Buddhist Meditation for Punk Rockers, Part III
Tuesday, May 5th, 2009From Kate Linthicum’s Los Angeles Times article, “In the Stillness, Space for a Rebellious Spirit”…
Continuing to meditate, he got sober with the help of a 12-step program. He attended his first meditation retreat in 1991 — with Jack Kornfield, an influential Buddhist teacher who trained as a monk in Thailand and Burma.
Levine liked Kornfield’s message — he went on to study with him — but he said he felt a little out of place.
“I was the only 20-year-old there and certainly the only punk rocker,” he writes. “Looking around, I didn’t see anyone even close to my age. This was my father’s scene, not mine.”

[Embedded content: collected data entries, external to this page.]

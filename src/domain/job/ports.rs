use async_trait::async_trait;

use super::entities::Job;
use super::value_objects::{JobId, JobStatus};
use crate::domain::company::value_objects::CompanyId;
use crate::domain::shared::RepositoryError;

/// Optional filters for job listings; every set field must match
#[derive(Debug, Clone, Default, PartialEq, Eq)]
pub struct JobFilter {
  pub status: Option<JobStatus>,
  pub customer_id: Option<CompanyId>,
  pub carrier_id: Option<CompanyId>,
}

impl JobFilter {
  pub fn matches(&self, job: &Job) -> bool {
    self.status.is_none_or(|status| job.status == status)
      && self
        .customer_id
        .as_ref()
        .is_none_or(|id| job.customer_id.as_ref() == Some(id))
      && self
        .carrier_id
        .as_ref()
        .is_none_or(|id| job.carrier_id.as_ref() == Some(id))
  }
}

#[async_trait]
pub trait JobRepository: Send + Sync {
  async fn create(&self, job: Job) -> Result<Job, RepositoryError>;
  async fn update(&self, job: Job) -> Result<Job, RepositoryError>;
  async fn find_by_id(&self, id: &JobId) -> Result<Option<Job>, RepositoryError>;
  async fn find_by_ids(&self, ids: &[JobId]) -> Result<Vec<Job>, RepositoryError>;
  async fn list(&self, filter: &JobFilter) -> Result<Vec<Job>, RepositoryError>;

  /// Jobs in `ready_for_invoicing` whose `self_invoiced` is not true
  async fn find_ready_for_invoicing(&self) -> Result<Vec<Job>, RepositoryError>;

  /// Jobs referencing the company as customer or carrier
  async fn count_by_company(&self, company_id: &CompanyId) -> Result<i64, RepositoryError>;

  async fn count_by_status(&self) -> Result<Vec<(JobStatus, i64)>, RepositoryError>;
}
//! Spot rate bootstrap from a semi-annual par curve.
//!
//! Each semi-annual par yield is read as the coupon of a bond paying
//! `c/2` every six months on 100 face and priced at par. Walking the grid
//! in ascending order, the coupons before maturity are discounted on the
//! spot rates already solved:
//!
//! ```text
//! int_cf = Σ_{j=1}^{k-1} (c/2) / (1 + s_j/200)^j
//! zf     = (100 + c/2) / (100 - int_cf)
//! s_k    = (zf^(1/k) - 1) · 200
//! ```
//!
//! The 0, 6 and 12 month points pay nothing before maturity and are copied
//! from the par curve.

use crate::curves::{InterpolatedCurve, SpotCurve};
use crate::error::{CurveError, CurveResult};
use crate::repricing::{BootstrapResult, RepricingCheck, RepricingReport, REPRICING_TOLERANCE};
use crate::traits::RateCurve;
use crate::types::CurvePoint;

/// Face value of the notional par bonds.
const FACE: f64 = 100.0;

/// Grid points copied straight from the par curve.
const COPIED_POINTS: usize = 3;

/// Solves zero-coupon yields from a semi-annual par curve.
///
/// # Errors
///
/// * `CurveError::InvalidGrid` unless the grid is 6-monthly from 0.
/// * `CurveError::CurveInversion` if the intermediate coupons are worth at
///   least face at some tenor.
///
/// # Example
///
/// ```rust
/// use passthru_core::types::Date;
/// use passthru_curves::{bootstrap, InterpolatedCurve, RateCurve, TenorGrid};
///
/// let grid = TenorGrid::new(0, 60, 6).unwrap();
/// let flat = InterpolatedCurve::new(Date::from_ymd(2024, 3, 8).unwrap(), grid, &[4.0; 11]).unwrap();
///
/// // A flat par curve bootstraps to the same flat spot curve.
/// let spot = bootstrap(&flat).unwrap();
/// assert!((spot.rate_at(60).unwrap() - 4.0).abs() < 1e-10);
/// ```
pub fn bootstrap(par: &InterpolatedCurve) -> CurveResult<SpotCurve> {
    let grid = par.grid();
    if !grid.is_semi_annual_from_zero() {
        return Err(CurveError::invalid_grid(format!(
            "bootstrap needs a 6-month grid from 0, got {}M..{}M step {}",
            grid.start(),
            grid.end(),
            grid.step()
        )));
    }

    let par_points = par.points();
    let mut spots: Vec<f64> = Vec::with_capacity(par_points.len());

    for (k, point) in par_points.iter().enumerate() {
        if k < COPIED_POINTS {
            spots.push(point.rate);
            continue;
        }

        let coupon = point.rate / 2.0;
        let int_cf: f64 = spots[1..k]
            .iter()
            .zip(1..)
            .map(|(s, j)| coupon / (1.0 + s / 200.0).powi(j))
            .sum();

        let discount_base = FACE - int_cf;
        if discount_base <= 0.0 || !discount_base.is_finite() {
            return Err(CurveError::CurveInversion {
                tenor: point.tenor,
                discount_base,
            });
        }

        let zero_factor = (FACE + coupon) / discount_base;
        let spot = (zero_factor.powf(1.0 / k as f64) - 1.0) * 200.0;
        if !spot.is_finite() {
            return Err(CurveError::CurveInversion {
                tenor: point.tenor,
                discount_base,
            });
        }

        log::trace!("bootstrap {}M: par {:.6} -> spot {:.6}", point.tenor, point.rate, spot);
        spots.push(spot);
    }

    let points: Vec<CurvePoint> = par_points
        .iter()
        .zip(spots)
        .map(|(p, s)| CurvePoint::new(p.tenor, s))
        .collect();

    log::debug!(
        "bootstrapped spot curve {} with {} tenors ({} solved)",
        par.observation_date(),
        points.len(),
        points.len().saturating_sub(COPIED_POINTS)
    );

    Ok(SpotCurve::from_parts(par.observation_date(), grid, points))
}

/// Bootstraps and reprices every solved par bond on the result.
///
/// The report covers each tenor from 18 months out; the copied points
/// have no intermediate coupon to check.
pub fn bootstrap_with_report(par: &InterpolatedCurve) -> CurveResult<BootstrapResult> {
    let curve = bootstrap(par)?;

    let spots: Vec<f64> = curve.points().iter().map(|p| p.rate).collect();
    let checks: Vec<RepricingCheck> = par
        .points()
        .iter()
        .enumerate()
        .skip(COPIED_POINTS)
        .map(|(k, p)| {
            RepricingCheck::new(
                p.tenor,
                p.rate,
                par_bond_price(p.rate, &spots[1..=k]),
                REPRICING_TOLERANCE,
            )
        })
        .collect();

    let report = RepricingReport::new(checks);
    if report.is_valid() {
        log::debug!("bootstrap repricing max error {:.2e}", report.max_error());
    } else {
        log::warn!(
            "bootstrap of {} left {} par bonds outside tolerance",
            par.observation_date(),
            report.failed_checks().len()
        );
    }

    Ok(BootstrapResult { curve, report })
}

/// Prices a semi-annual par bond whose `i`-th cash flow is discounted on
/// `spots[i]`, the last entry being maturity.
fn par_bond_price(par_rate: f64, spots: &[f64]) -> f64 {
    let coupon = par_rate / 2.0;
    let n = spots.len();
    spots
        .iter()
        .zip(1..)
        .map(|(s, j)| {
            let cash = if j as usize == n { FACE + coupon } else { coupon };
            cash / (1.0 + s / 200.0).powi(j)
        })
        .sum()
}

After 10 years of studying Buddhism, Levine was certified to teach by Kornfield. But he wanted to create a new scene — for people like himself, the kind who liked to rock out to bands like Suicidal Tendencies and slam-dance in mosh pits. So he began leading meditation groups in Santa Cruz and San Francisco and in 2003 launched a Dharma Punx group on New York City’s Lower East Side. He moved to Los Angeles three and a half years ago and founded Against the Stream last year.
Though he draws inspiration from many strains of Buddhism (including Thai, Sri Lankan and Burmese), he said, he has tried to tear down the hierarchical difference between teacher and student that is common in those forms.
“I tend to present the teachings as a peer, as, ‘We are all in this together seeking happiness,’ ” he said. “We are all the students. Can we take the wisdom and the compassion of the Buddha’s teachings and roots and leave behind some of the other things that I see as corruptions — the dogma, the power, the patriarchy and superstition?”